Levi trembled, and his face grew pale. “I’m afraid of what you say—what can you mean by this?”
“Oh, I don’t expect you to understand, yet. I still have to break you down, make sure we have an understanding, know we’re on the same page. But by the time we arrive, you’ll understand completely, I have no doubt. There will be no games with my life anymore, Levi. I have too much to live for. This day will be mine.”
Christina reached for her knee-high stocking, and wrung it out. “You fell asleep in here once before, Levi. Maybe you’ll fall asleep again. Come here.” She picked him up, and smiled at him. “Try to enjoy this,” she said. “It’s our last hour together, and you’re only paying me half your life for the pleasure. But am I not worth everything?” Levi couldn’t respond to this madness. He froze with terror. She dropped him down, and he fell down to the soiled, smelly toe-region, once again.

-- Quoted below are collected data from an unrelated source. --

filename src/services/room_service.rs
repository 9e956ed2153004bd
use crate::{
    dto::{room::RoomsResponse, ws::RoomSnapshot},
    error::ServiceError,
    state::{SharedState, room::RoomCode},
};

/// List every live room, ordered by code.
pub async fn list_rooms(state: &SharedState) -> Result<RoomsResponse, ServiceError> {
    let rooms = state.coordinator().list_rooms().await?;
    Ok(RoomsResponse { rooms })
}

/// Return the snapshot participants of room `code` currently see.
pub async fn room_snapshot(
    state: &SharedState,
    code: RoomCode,
) -> Result<RoomSnapshot, ServiceError> {
    state
        .coordinator()
        .room_snapshot(code)
        .await?
        .ok_or_else(|| ServiceError::NotFound(format!("room `{code}` not found")))
}

#[cfg(test)]
mod tests {
    use std::{sync::Arc, time::Duration};

    use super::*;
    use crate::{
        config::AppConfig,
        dao::catalog::StaticSongCatalog,
        dto::room::RoomStatus,
        state::{
            AppState, CoordinatorEvent,
            testing::{participant, songs},
        },
    };

    fn state() -> SharedState {
        AppState::new(
            AppConfig::default(),
            Arc::new(StaticSongCatalog::new(songs(5), false)),
        )
    }

    #[tokio::test]
    async fn unknown_room_is_not_found() {
        let state = state();
        assert!(list_rooms(&state).await.unwrap().rooms.is_empty());
        assert!(matches!(
            room_snapshot(&state, 42).await,
            Err(ServiceError::NotFound(_))
        ));
    }

    #[tokio::test]
    async fn created_room_is_listed_and_readable() {
        let state = state();
        let (ada, mut rx) = participant("Ada");
        state
            .coordinator()
            .submit(CoordinatorEvent::CreateRoom {
                participant: ada,
                num_rounds: 3,
                round_duration: Duration::from_secs(30),
                artist: None,
            })
            .unwrap();
        // The first snapshot marks the end of the catalog round trip.
        rx.recv().await.expect("room created");

        let listed = list_rooms(&state).await.unwrap().rooms;
        assert_eq!(listed.len(), 1);
        assert_eq!(listed[0].code, 0);
        assert_eq!(listed[0].status, RoomStatus::Waiting);
        assert_eq!(listed[0].participants, 1);

        let snapshot = room_snapshot(&state, 0).await.unwrap();
        assert_eq!(snapshot.num_rounds, 3);
        assert_eq!(snapshot.participants[0].name, "Ada");
    }
}
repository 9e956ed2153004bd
use axum::{Json, Router, extract::State, routing::get};

use crate::{dto::health::HealthResponse, services::health_service, state::SharedState};

#[utoipa::path(
    get,
    path = "/healthcheck",
    tag = "health",
    responses((status = 200, description = "Service is healthy", body = HealthResponse))
)]
/// Return the current health status of the backend.
pub async fn healthcheck(State(state): State<SharedState>) -> Json<HealthResponse> {
    Json(health_service::health_status(&state))
}

/// Configure the health routes subtree.
pub fn router() -> Router<SharedState> {
    Router::<SharedState>::new().route("/healthcheck", get(healthcheck))
}
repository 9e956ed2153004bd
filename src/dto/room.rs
use serde::Serialize;
use utoipa::ToSchema;

use crate::state::room::{Room, RoomCode, RoundCursor};

#[derive(Debug, Clone, Copy, PartialEq, Eq, Serialize, ToSchema)]
#[serde(rename_all = "snake_case")]
/// Lifecycle stage of a room.
pub enum RoomStatus {
    Waiting,
    Playing,
    Finished,
}

#[derive(Debug, Clone, PartialEq, Eq, Serialize, ToSchema)]
#[serde(rename_all = "camelCase")]
/// Short description of a room for the lobby listing.
pub struct RoomSummary {
    pub code: RoomCode,
    pub round: i64,
    pub num_rounds: usize,
    pub participants: usize,
    pub status: RoomStatus,
}

#[derive(Debug, Serialize, ToSchema)]
/// Response of the `/rooms` listing.
pub struct RoomsResponse {
    pub rooms: Vec<RoomSummary>,
}

impl From<&Room> for RoomSummary {
    fn from(room: &Room) -> Self {
        let status = match room.cursor() {
            RoundCursor::NotStarted => RoomStatus::Waiting,
            RoundCursor::Active(_) => RoomStatus::Playing,
            RoundCursor::Finished => RoomStatus::Finished,
        };
        Self {
            code: room.code(),
            round: room.round_index(),
            num_rounds: room.rounds().len(),
            participants: room.participant_count(),
            status,
        }
    }
}
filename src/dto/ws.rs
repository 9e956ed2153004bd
use serde::{Deserialize, Serialize};
use thiserror::Error;
use utoipa::ToSchema;
use validator::{Validate, ValidationErrors};

use crate::{config::Limits, dto::validation::validate_create_limits, state::room::RoomCode};

/// Why an inbound frame was dropped before reaching the coordinator.
#[derive(Debug, Error)]
pub enum InboundError {
    /// Not JSON, missing `type`, or fields not matching the announced type.
    #[error("malformed message: {0}")]
    Malformed(#[from] serde_json::Error),
    /// Well-formed message with out-of-range values.
    #[error("invalid message: {0}")]
    Invalid(#[from] ValidationErrors),
}

#[derive(Debug, Deserialize, Serialize, ToSchema)]
/// Messages accepted from participant WebSocket clients.
#[serde(tag = "type", rename_all = "snake_case")]
pub enum ParticipantInboundMessage {
    /// Set the display name of the connection.
    Name { name: String },
    /// Create a room with the sender as its only participant.
    Create(CreateRoomMessage),
    /// Join a room that has not started yet.
    Join { code: RoomCode },
    /// Start the sender's room.
    Start,
    /// Submit an answer for the active round.
    Guess { guess: String },
    /// Leave the current room.
    Leave,
    /// Any other `type`; dropped by the transport.
    #[serde(other)]
    Unknown,
}

impl ParticipantInboundMessage {
    /// Parse a text frame and validate it against the configured limits.
    pub fn from_json_str(text: &str, limits: &Limits) -> Result<Self, InboundError> {
        let message = serde_json::from_str::<Self>(text)?;
        if let Self::Create(create) = &message {
            create.validate()?;
            validate_create_limits(create, limits)?;
        }
        Ok(message)
    }
}

#[derive(Debug, Deserialize, Serialize, ToSchema, Validate)]
#[serde(rename_all = "camelCase")]
/// Parameters of a `create` message.
pub struct CreateRoomMessage {
    /// Number of rounds (songs) in the room.
    #[validate(range(min = 1))]
    pub num_of_rounds: u32,
    /// Duration of each round, in seconds.
    #[validate(range(min = 1))]
    pub round_duration: u64,
    /// Optional artist used to search the catalog.
    #[serde(default)]
    #[validate(length(max = 100))]
    pub artist: Option<String>,
}

#[derive(Debug, Clone, Default, PartialEq, Eq, Serialize, ToSchema)]
/// Song of the active round; every field is empty when no round is active.
pub struct SongSnapshot {
    #[serde(rename = "trackName")]
    pub name: String,
    #[serde(rename = "previewUrl")]
    pub preview_url: String,
    #[serde(rename = "artworkUrl100")]
    pub artwork_url: String,
}

#[derive(Debug, Clone, PartialEq, Eq, Serialize, ToSchema)]
#[serde(rename_all = "camelCase")]
/// Participant entry of a room snapshot.
pub struct ParticipantSnapshot {
    pub name: String,
    /// Sorted indices of the rounds answered correctly.
    pub rounds_correct: Vec<usize>,
}

#[derive(Debug, Clone, PartialEq, Eq, Serialize, ToSchema)]
#[serde(rename_all = "camelCase")]
/// Full room state pushed to every participant after each change.
pub struct RoomSnapshot {
    pub code: RoomCode,
    /// `-1` before start, the active round index, or `numRounds` once finished.
    pub round: i64,
    pub num_rounds: usize,
    pub participants: Vec<ParticipantSnapshot>,
    pub song: SongSnapshot,
    /// RFC 3339 deadline of the active round, the zero timestamp otherwise.
    pub exp: String,
}

#[derive(Debug, Clone, Serialize, ToSchema)]
/// Sent only to the originating participant when its action is refused.
pub struct RejectionNotice {
    pub error: RejectionDetail,
}

#[derive(Debug, Clone, Serialize, ToSchema)]
/// Machine-readable reason plus a human-readable message.
pub struct RejectionDetail {
    pub kind: String,
    pub message: String,
}

impl RejectionNotice {
    /// Build a notice from a reason kind and its message.
    pub fn new(kind: impl Into<String>, message: impl Into<String>) -> Self {
        Self {
            error: RejectionDetail {
                kind: kind.into(),
                message: message.into(),
            },
        }
    }
}

#[cfg(test)]
mod tests {
    use super::*;

    fn parse(text: &str) -> Result<ParticipantInboundMessage, InboundError> {
        ParticipantInboundMessage::from_json_str(text, &Limits::default())
    }

    #[test]
    fn parses_every_action_type() {
        assert!(matches!(
            parse(r#"{"type":"name","name":"Ada"}"#),
            Ok(ParticipantInboundMessage::Name { name }) if name == "Ada"
        ));
        assert!(matches!(
            parse(r#"{"type":"create","numOfRounds":3,"roundDuration":30,"artist":"Queen"}"#),
            Ok(ParticipantInboundMessage::Create(CreateRoomMessage {
                num_of_rounds: 3,
                round_duration: 30,
                artist: Some(_),
            }))
        ));
        assert!(matches!(
            parse(r#"{"type":"join","code":4}"#),
            Ok(ParticipantInboundMessage::Join { code: 4 })
        ));
        assert!(matches!(
            parse(r#"{"type":"start"}"#),
            Ok(ParticipantInboundMessage::Start)
        ));
        assert!(matches!(
            parse(r#"{"type":"guess","guess":"Under Pressure"}"#),
            Ok(ParticipantInboundMessage::Guess { guess }) if guess == "Under Pressure"
        ));
        assert!(matches!(
            parse(r#"{"type":"leave"}"#),
            Ok(ParticipantInboundMessage::Leave)
        ));
    }

    #[test]
    fn unknown_type_is_recognized_as_unknown() {
        assert!(matches!(
            parse(r#"{"type":"dance"}"#),
            Ok(ParticipantInboundMessage::Unknown)
        ));
    }

    #[test]
    fn malformed_frames_are_rejected() {
        assert!(matches!(parse("not json"), Err(InboundError::Malformed(_))));
        assert!(matches!(
            parse(r#"{"code":4}"#),
            Err(InboundError::Malformed(_))
        ));
        assert!(matches!(
            parse(r#"{"type":"join","code":"four"}"#),
            Err(InboundError::Malformed(_))
        ));
        assert!(matches!(
            parse(r#"{"type":"guess"}"#),
            Err(InboundError::Malformed(_))
        ));
    }

    #[test]
    fn create_outside_limits_is_invalid() {
        assert!(matches!(
            parse(r#"{"type":"create","numOfRounds":0,"roundDuration":30}"#),
            Err(InboundError::Invalid(_))
        ));
        assert!(matches!(
            parse(r#"{"type":"create","numOfRounds":3,"roundDuration":100000}"#),
            Err(InboundError::Invalid(_))
        ));
    }

    #[test]
    fn snapshot_uses_client_field_names() {
        let snapshot = RoomSnapshot {
            code: 2,
            round: -1,
            num_rounds: 3,
            participants: vec![ParticipantSnapshot {
                name: "Ada".into(),
                rounds_correct: vec![],
            }],
            song: SongSnapshot::default(),
            exp: crate::dto::ZERO_TIMESTAMP.into(),
        };
        let value = serde_json::to_value(&snapshot).unwrap();
        assert_eq!(
            value,
            serde_json::json!({
                "code": 2,
                "round": -1,
                "numRounds": 3,
                "participants": [{ "name": "Ada", "roundsCorrect": [] }],
                "song": { "trackName": "", "previewUrl": "", "artworkUrl100": "" },
                "exp": "0001-01-01T00:00:00Z"
            })
        );
    }
}
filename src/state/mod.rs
pub mod coordinator;
pub mod room;
pub mod timer;

use std::sync::Arc;

use crate::{config::AppConfig, dao::catalog::SongCatalog};

pub use self::coordinator::{CoordinatorEvent, CoordinatorHandle};

pub type SharedState = Arc<AppState>;

/// Central application state: immutable configuration plus the coordinator mailbox.
///
/// Room and membership state is not reachable from here; it lives inside the coordinator
/// task and is only touched through [`CoordinatorHandle`].
pub struct AppState {
    config: Arc<AppConfig>,
    coordinator: CoordinatorHandle,
}

impl AppState {
    /// Spawn the session coordinator and wrap everything in an [`Arc`] so it can be cloned cheaply.
    pub fn new(config: AppConfig, catalog: Arc<dyn SongCatalog>) -> SharedState {
        let coordinator = CoordinatorHandle::spawn(catalog, config.notify_rejections);
        Arc::new(Self {
            config: Arc::new(config),
            coordinator,
        })
    }

    /// Runtime configuration.
    pub fn config(&self) -> &AppConfig {
        &self.config
    }

    /// Mailbox of the session coordinator.
    pub fn coordinator(&self) -> &CoordinatorHandle {
        &self.coordinator
    }
}
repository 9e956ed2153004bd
//! Error types shared by the song catalog providers.

use reqwest::StatusCode;
use thiserror::Error;

/// Convenient result alias returning [`CatalogError`] failures.
pub type CatalogResult<T> = Result<T, CatalogError>;

/// Failures that can occur while fetching songs for a new room.
#[derive(Debug, Error)]
pub enum CatalogError {
    /// Building the HTTP client failed (invalid TLS setup, etc).
    #[error("failed to build catalog client")]
    ClientBuilder {
        #[source]
        source: reqwest::Error,
    },
    /// The search request could not be sent or timed out.
    #[error("failed to query song catalog `{endpoint}`")]
    RequestSend {
        endpoint: String,
        #[source]
        source: reqwest::Error,
    },
    /// The catalog answered with a non-success status.
    #[error("unexpected song catalog response status {status} for `{endpoint}`")]
    RequestStatus { endpoint: String, status: StatusCode },
    /// Response payload could not be decoded.
    #[error("failed to decode song catalog response from `{endpoint}`")]
    DecodeResponse {
        endpoint: String,
        #[source]
        source: reqwest::Error,
    },
    /// Fewer playable songs than rounds requested.
    #[error("song catalog returned {available} playable songs, {requested} requested")]
    InsufficientSongs { requested: usize, available: usize },
}
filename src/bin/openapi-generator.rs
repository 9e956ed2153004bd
use neon_guess_back::services::documentation::ApiDoc;
use utoipa::OpenApi;

fn main() -> anyhow::Result<()> {
    let doc = ApiDoc::openapi();
    println!("{}", doc.to_pretty_json()?);
    Ok(())
}
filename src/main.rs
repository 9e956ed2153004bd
//! Neon Guess Back binary entrypoint wiring the song catalog, session coordinator and HTTP layers.

use std::net::SocketAddr;

use anyhow::Context;
use axum::Router;
use neon_guess_back::{
    config::AppConfig,
    dao::catalog,
    routes,
    state::{AppState, SharedState},
};
use tokio::net::TcpListener;
use tower_http::{cors::CorsLayer, trace::TraceLayer};
use tracing::{info, warn};
use tracing_subscriber::{layer::SubscriberExt, util::SubscriberInitExt};

#[tokio::main]
async fn main() -> anyhow::Result<()> {
    init_tracing();

    let config = AppConfig::load();
    let catalog = catalog::from_config(&config.catalog).context("building song catalog")?;
    let port = config.port;

    let app_state = AppState::new(config, catalog);
    // Build the HTTP router once the shared state is ready.
    let app = build_router(app_state);

    let addr = SocketAddr::from(([0, 0, 0, 0], port));
    info!(%addr, "starting server");

    let listener = TcpListener::bind(addr).await.context("binding server")?;
    let service = app.into_make_service();
    axum::serve(listener, service)
        .with_graceful_shutdown(shutdown_signal())
        .await
        .context("serving axum")?;

    Ok(())
}

/// Build the top-level router and attach cross-cutting middleware layers.
fn build_router(state: SharedState) -> Router<()> {
    routes::router(state)
        .layer(CorsLayer::permissive())
        .layer(TraceLayer::new_for_http())
}

/// Configure tracing subscribers so logs include spans by default.
fn init_tracing() {
    let env_filter = tracing_subscriber::EnvFilter::try_from_default_env()
        .unwrap_or_else(|_| "info,tower_http=debug".into());
    tracing_subscriber::registry()
        .with(env_filter)
        .with(tracing_subscriber::fmt::layer())
        .init();
}

/// Wait for Ctrl+C or SIGTERM and shut the server down gracefully.
async fn shutdown_signal() {
    #[cfg(unix)]
    {
        use tokio::signal::unix::{SignalKind, signal};

        match signal(SignalKind::terminate()) {
            Ok(mut term) => {
                tokio::select! {
                    _ = tokio::signal::ctrl_c() => {},
                    _ = term.recv() => {},
                }
            }
            Err(err) => {
                warn!(error = %err, "could not install SIGTERM handler");
                let _ = tokio::signal::ctrl_c().await;
            }
        }
    }

    #[cfg(not(unix))]
    {
        let _ = tokio::signal::ctrl_c().await;
    }

    info!("shutdown signal received");
}
use axum::{Json, http::StatusCode, response::IntoResponse};
use serde::Serialize;
use thiserror::Error;

/// Errors that can occur in service layer operations.
#[derive(Debug, Error)]
pub enum ServiceError {
    /// The session coordinator is no longer consuming events.
    #[error("session coordinator stopped")]
    CoordinatorStopped,
    /// Requested resource was not found.
    #[error("not found: {0}")]
    NotFound(String),
    /// The coordinator did not answer in time.
    #[error("operation timed out")]
    Timeout,
}

/// Application-level errors that are converted to HTTP responses.
#[derive(Debug, Error)]
pub enum AppError {
    /// Requested resource not found.
    #[error("not found: {0}")]
    NotFound(String),
    /// Service unavailable or degraded.
    #[error("service unavailable: {0}")]
    ServiceUnavailable(String),
}

impl From<ServiceError> for AppError {
    fn from(err: ServiceError) -> Self {
        match err {
            ServiceError::CoordinatorStopped => {
                AppError::ServiceUnavailable("session coordinator stopped".into())
            }
            ServiceError::NotFound(message) => AppError::NotFound(message),
            ServiceError::Timeout => AppError::ServiceUnavailable("operation timed out".into()),
        }
    }
}

#[derive(Serialize)]
struct ErrorBody {
    message: String,
}

impl IntoResponse for AppError {
    fn into_response(self) -> axum::response::Response {
        let status = match &self {
            AppError::NotFound(_) => StatusCode::NOT_FOUND,
            AppError::ServiceUnavailable(_) => StatusCode::SERVICE_UNAVAILABLE,
        };

        let payload = Json(ErrorBody {
            message: self.to_string(),
        });

        (status, payload).into_response()
    }
}

#[cfg(test)]
mod tests {
    use super::*;

    #[test]
    fn service_errors_map_to_http_statuses() {
        let not_found: AppError = ServiceError::NotFound("room `4` not found".into()).into();
        assert_eq!(not_found.into_response().status(), StatusCode::NOT_FOUND);

        let stopped: AppError = ServiceError::CoordinatorStopped.into();
        assert_eq!(
            stopped.into_response().status(),
            StatusCode::SERVICE_UNAVAILABLE
        );

        let timeout: AppError = ServiceError::Timeout.into();
        assert!(timeout.to_string().contains("timed out"));
    }
}
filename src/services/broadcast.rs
//! Room snapshot construction and best-effort fan-out to participant queues.

use std::sync::Arc;

use tokio::sync::mpsc::error::TrySendError;
use tracing::{debug, warn};

use crate::{
    dto::{
        ZERO_TIMESTAMP, format_timestamp,
        ws::{ParticipantSnapshot, RejectionNotice, RoomSnapshot, SongSnapshot},
    },
    state::room::{OutboundFrame, ParticipantHandle, Room},
};

/// Project a room into the payload every participant receives. Never mutates the room.
pub fn build_snapshot(room: &Room) -> RoomSnapshot {
    let participants = room
        .participants()
        .map(|participant| ParticipantSnapshot {
            name: participant.name(),
            rounds_correct: room.rounds_correct(participant.id()),
        })
        .collect();

    let (song, exp) = match room.active_round() {
        Some((_, round)) => (
            SongSnapshot {
                name: round.song().name.clone(),
                preview_url: round.song().preview_url.clone(),
                artwork_url: round.song().artwork_url.clone(),
            },
            round
                .deadline()
                .map(format_timestamp)
                .unwrap_or_else(|| ZERO_TIMESTAMP.into()),
        ),
        None => (SongSnapshot::default(), ZERO_TIMESTAMP.into()),
    };

    RoomSnapshot {
        code: room.code(),
        round: room.round_index(),
        num_rounds: room.rounds().len(),
        participants,
        song,
        exp,
    }
}

/// Serialize the room snapshot once and queue it for every participant.
pub fn broadcast_room(room: &Room) {
    let Some(frame) = encode(&build_snapshot(room)) else {
        return;
    };
    for participant in room.participants() {
        deliver(participant, frame.clone());
    }
}

/// Tell a single participant why its action was refused.
pub fn notify_rejection(participant: &ParticipantHandle, kind: &str, message: &str) {
    if let Some(frame) = encode(&RejectionNotice::new(kind, message)) {
        deliver(participant, frame);
    }
}

/// Serialization failure is a bug, not a delivery problem: log and skip the frame.
fn encode<T>(value: &T) -> Option<OutboundFrame>
where
    T: ?Sized + serde::Serialize + std::fmt::Debug,
{
    match serde_json::to_string(value) {
        Ok(payload) => Some(Arc::from(payload)),
        Err(err) => {
            warn!(error = %err, "failed to serialize message `{value:?}`");
            None
        }
    }
}

/// Fire-and-forget push; a stalled connection loses frames instead of blocking the caller.
fn deliver(participant: &ParticipantHandle, frame: OutboundFrame) {
    match participant.try_deliver(frame) {
        Ok(()) => {}
        Err(TrySendError::Full(_)) => {
            warn!(participant = %participant.id(), "outbound queue full; frame dropped");
        }
        Err(TrySendError::Closed(_)) => {
            debug!(participant = %participant.id(), "connection closed; frame dropped");
        }
    }
}
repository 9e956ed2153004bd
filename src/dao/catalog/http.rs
use std::{sync::Arc, time::Duration};

use futures::future::BoxFuture;
use reqwest::Client;
use tracing::{debug, info};

use crate::{config::CatalogConfig, state::room::Song};

use super::{
    CatalogRequest, CatalogResult, SongCatalog,
    error::CatalogError,
    models::{CatalogResponse, CatalogTrack},
    select_songs,
};

/// Extra candidates requested since tracks without a preview clip are skipped.
const POOL_FACTOR: usize = 2;
/// Wider pool requested when shuffling so rooms do not always get the top hits.
const SHUFFLE_POOL_FACTOR: usize = 4;
/// Upper bound accepted by the search endpoint for `limit`.
const MAX_SEARCH_LIMIT: usize = 200;

/// Catalog backed by an HTTP song search endpoint (iTunes search API compatible).
#[derive(Clone)]
pub struct HttpSongCatalog {
    client: Client,
    endpoint: Arc<str>,
    default_term: Arc<str>,
    shuffle: bool,
}

impl HttpSongCatalog {
    /// Build the HTTP client using the configured endpoint and timeout.
    pub fn new(config: &CatalogConfig) -> CatalogResult<Self> {
        let client = Client::builder()
            .timeout(Duration::from_secs(config.timeout_secs))
            .build()
            .map_err(|source| CatalogError::ClientBuilder { source })?;

        Ok(Self {
            client,
            endpoint: Arc::from(config.endpoint.as_str()),
            default_term: Arc::from(config.default_term.as_str()),
            shuffle: config.shuffle,
        })
    }

    async fn search(&self, request: CatalogRequest) -> CatalogResult<Vec<Song>> {
        let term = search_term(request.artist.as_deref(), &self.default_term);
        let limit = search_limit(request.count, self.shuffle);
        let endpoint = self.endpoint.to_string();
        let limit_param = limit.to_string();

        info!(%term, limit, "querying song catalog");
        let response = self
            .client
            .get(endpoint.as_str())
            .query(&[("term", term.as_str()), ("limit", limit_param.as_str())])
            .send()
            .await
            .map_err(|source| CatalogError::RequestSend {
                endpoint: endpoint.clone(),
                source,
            })?;

        let status = response.status();
        if !status.is_success() {
            return Err(CatalogError::RequestStatus { endpoint, status });
        }

        let body = response
            .json::<CatalogResponse>()
            .await
            .map_err(|source| CatalogError::DecodeResponse {
                endpoint: endpoint.clone(),
                source,
            })?;

        let songs = playable_songs(body.results);
        debug!(count = songs.len(), "song catalog returned playable songs");
        select_songs(songs, request.count, self.shuffle)
    }
}

impl SongCatalog for HttpSongCatalog {
    fn fetch(&self, request: CatalogRequest) -> BoxFuture<'static, CatalogResult<Vec<Song>>> {
        let catalog = self.clone();
        Box::pin(async move { catalog.search(request).await })
    }
}

fn search_term(artist: Option<&str>, default_term: &str) -> String {
    artist
        .map(str::trim)
        .filter(|artist| !artist.is_empty())
        .unwrap_or(default_term)
        .to_string()
}

fn search_limit(count: usize, shuffle: bool) -> usize {
    let factor = if shuffle { SHUFFLE_POOL_FACTOR } else { POOL_FACTOR };
    count
        .saturating_mul(factor)
        .min(MAX_SEARCH_LIMIT)
        .max(count)
}

fn playable_songs(tracks: Vec<CatalogTrack>) -> Vec<Song> {
    tracks
        .into_iter()
        .filter_map(|track| Song::try_from(track).ok())
        .collect()
}
/// Everything the coordinator reacts to, in arrival order.
#[derive(Debug)]
pub enum CoordinatorEvent {
    /// Create a room with `participant` as its admin.
    CreateRoom {
        participant: ParticipantHandle,
        num_rounds: usize,
        round_duration: Duration,
        artist: Option<String>,
    },
    /// Join an existing room that has not started.
    Join {
        participant: ParticipantHandle,
        code: RoomCode,
    },
    /// Start the participant's room.
    Start { participant: ParticipantHandle },
    /// Answer the active round of the participant's room.
    Guess {
        participant: ParticipantHandle,
        text: String,
    },
    /// Leave the current room, if any.
    Leave { participant: ParticipantHandle },
    /// The timer of round `round` in room `code` elapsed.
    RoundExpired { code: RoomCode, round: usize },
    /// Songs for a reserved room arrived (or failed to).
    CatalogFetched {
        participant: ParticipantId,
        code: RoomCode,
        result: Result<Vec<Song>, CatalogError>,
    },
    /// Summaries of every room.
    ListRooms {
        reply: oneshot::Sender<Vec<RoomSummary>>,
    },
    /// Current snapshot of one room.
    Snapshot {
        code: RoomCode,
        reply: oneshot::Sender<Option<RoomSnapshot>>,
    },
}

/// Why an action was refused. Terminal to the event only, never to the coordinator.
#[derive(Debug, Error)]
pub enum Rejection {
    /// Participant already belongs to a room.
    #[error("participant already belongs to room {0}")]
    AlreadyInRoom(RoomCode),
    /// Participant is waiting for a room of its own to be created.
    #[error("participant already has a room being created")]
    CreationPending,
    /// Defensive: the next room code is somehow taken.
    #[error("room code {0} is already in use")]
    CodeInUse(RoomCode),
    /// No room with this code.
    #[error("room {0} does not exist")]
    UnknownRoom(RoomCode),
    /// Room is past its waiting stage.
    #[error("room {0} has already started")]
    AlreadyStarted(RoomCode),
    /// Room has not started yet.
    #[error("room {0} has not started yet")]
    NotStarted(RoomCode),
    /// Every round of the room has been played.
    #[error("room {0} has already finished")]
    Finished(RoomCode),
    /// Participant holds no membership.
    #[error("participant is not in a room")]
    NotInRoom,
    /// Songs for the room could not be obtained.
    #[error("room creation failed: {0}")]
    Catalog(#[source] CatalogError),
}

impl Rejection {
    /// Stable snake_case identifier used in rejection notices.
    pub fn kind(&self) -> &'static str {
        match self {
            Self::AlreadyInRoom(_) => "already_in_room",
            Self::CreationPending => "creation_pending",
            Self::CodeInUse(_) => "code_in_use",
            Self::UnknownRoom(_) => "unknown_room",
            Self::AlreadyStarted(_) => "already_started",
            Self::NotStarted(_) => "not_started",
            Self::Finished(_) => "finished",
            Self::NotInRoom => "not_in_room",
            Self::Catalog(_) => "catalog_unavailable",
        }
    }
}

/// Room reserved for a participant while its songs are being fetched.
#[derive(Debug)]
struct PendingRoom {
    code: RoomCode,
    participant: ParticipantHandle,
    num_rounds: usize,
    round_duration: Duration,
}

/// Authoritative owner of the room table and the membership index.
pub struct Coordinator {
    catalog: Arc<dyn SongCatalog>,
    rooms: HashMap<RoomCode, Room>,
    memberships: HashMap<ParticipantId, RoomCode>,
    pending: HashMap<ParticipantId, PendingRoom>,
    next_code: RoomCode,
    events: WeakUnboundedSender<CoordinatorEvent>,
    notify_rejections: bool,
}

“Here I come,” she announced, from above. And her huge, dry, and lightly calloused foot came down and covered him again in its world. He felt her fingers mashing him into place, and then felt one of her fingers pressing lightly against his loins, which—to his horror and shame—responded to the touch. As Christina turned her foot back to the Inferno—to him—of the boot, he was molded back into place at the farthest corner of the toe. Then she stepped down, and with the sudden orgasmic pressure of her foot, he exploded as never before in his life. Some horrible and unforgettable consummation had occurred, unasked and unwelcome. But it was done, even where he lay, in Christina’s shoe, and under the unspeakable stench of her foot. He was outraged and ashamed, but even so, he became aware that Christina’s shoe also smelled like Christina, and that no woman had ever before brought him to such a pass.

 She walked out of the room confidently, and was proud of herself. She couldn’t have planned that more perfectly. And that was only the first step.